***** Stored data

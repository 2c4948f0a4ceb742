use std::{borrow::Cow, fmt};

use serde_json::Value;

/// What a resolution step or a whole resolution produced for a field.
#[derive(Clone, Debug, PartialEq, serde::Serialize)]
pub enum Outcome {
    Success(Value),
    /// An expected, per-field failure. Returned to the caller as data.
    Failure(FieldError),
    /// Resolution was handed over to a plugin which will finish it later.
    Deferred { plugin: PluginId, state: Value },
}

impl Outcome {
    pub fn success(value: impl Into<Value>) -> Self {
        Outcome::Success(value.into())
    }

    pub fn failure(error: impl Into<FieldError>) -> Self {
        Outcome::Failure(error.into())
    }

    pub fn deferred(plugin: impl Into<PluginId>, state: impl Into<Value>) -> Self {
        Outcome::Deferred {
            plugin: plugin.into(),
            state: state.into(),
        }
    }

    pub fn is_success(&self) -> bool {
        matches!(self, Outcome::Success(_))
    }

    pub fn value(&self) -> Option<&Value> {
        match self {
            Outcome::Success(value) => Some(value),
            _ => None,
        }
    }
}

#[derive(Clone, Debug, PartialEq, Eq, Hash, PartialOrd, Ord, serde::Serialize, serde::Deserialize)]
pub struct PluginId(pub String);

impl From<&str> for PluginId {
    fn from(value: &str) -> Self {
        PluginId(value.to_owned())
    }
}

impl From<String> for PluginId {
    fn from(value: String) -> Self {
        PluginId(value)
    }
}

impl fmt::Display for PluginId {
    fn fmt(&self, f: &mut fmt::Formatter<'_>) -> fmt::Result {
        f.write_str(&self.0)
    }
}

/// A field failure: a message with optional structured extensions.
#[derive(Debug, Clone, PartialEq)]
pub struct FieldError {
    pub message: Cow<'static, str>,
    // Serialized as a map, but kept as a Vec for efficiency.
    pub extensions: Vec<(Cow<'static, str>, Value)>,
}

impl FieldError {
    pub fn new(message: impl Into<Cow<'static, str>>) -> Self {
        FieldError {
            message: message.into(),
            extensions: Vec::new(),
        }
    }

    #[must_use]
    pub fn with_extension(mut self, key: impl Into<Cow<'static, str>>, value: impl Into<Value>) -> Self {
        self.extensions.push((key.into(), value.into()));
        self
    }

    pub fn extension(&self, key: &str) -> Option<&Value> {
        self.extensions
            .iter()
            .find_map(|(name, value)| (name == key).then_some(value))
    }
}

impl From<&'static str> for FieldError {
    fn from(message: &'static str) -> Self {
        FieldError::new(message)
    }
}

impl From<String> for FieldError {
    fn from(message: String) -> Self {
        FieldError::new(message)
    }
}

impl fmt::Display for FieldError {
    fn fmt(&self, f: &mut fmt::Formatter<'_>) -> fmt::Result {
        f.write_str(&self.message)
    }
}

impl serde::Serialize for FieldError {
    fn serialize<S>(&self, serializer: S) -> Result<S::Ok, S::Error>
    where
        S: serde::Serializer,
    {
        use serde::ser::SerializeMap;

        let mut map = serializer.serialize_map(None)?;
        map.serialize_entry("message", &self.message)?;

        if !self.extensions.is_empty() {
            map.serialize_entry("extensions", &Extensions(&self.extensions))?;
        }

        map.end()
    }
}

struct Extensions<'a>(&'a [(Cow<'static, str>, Value)]);

impl serde::Serialize for Extensions<'_> {
    fn serialize<S>(&self, serializer: S) -> Result<S::Ok, S::Error>
    where
        S: serde::Serializer,
    {
        serializer.collect_map(self.0.iter().map(|(key, value)| (key, value)))
    }
}

#[cfg(test)]
mod tests {
    use serde_json::json;

    use super::*;

    #[test]
    fn structured_failure_serializes_extensions_as_map() {
        let error = FieldError::new("location not found")
            .with_extension("code", "NOT_FOUND")
            .with_extension("location_id", 7);

        insta::assert_json_snapshot!(error, @r###"
        {
          "message": "location not found",
          "extensions": {
            "code": "NOT_FOUND",
            "location_id": 7
          }
        }
        "###);
        assert_eq!(error.extension("location_id"), Some(&json!(7)));
    }

    #[test]
    fn plain_failure_has_no_extensions_key() {
        let outcome = Outcome::failure("boom");
        let Outcome::Failure(error) = &outcome else {
            unreachable!()
        };

        assert_eq!(serde_json::to_value(error).unwrap(), json!({ "message": "boom" }));
        assert!(!outcome.is_success());
        assert_eq!(outcome.value(), None);
    }
}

**********

Which lines in the records above contain the word "PartialEq"? Copy each one.

* Result of the exercise:
#[derive(Clone, Debug, PartialEq, serde::Serialize)]
#[derive(Clone, Debug, PartialEq, Eq, Hash, PartialOrd, Ord, serde::Serialize, serde::Deserialize)]
#[derive(Debug, Clone, PartialEq)]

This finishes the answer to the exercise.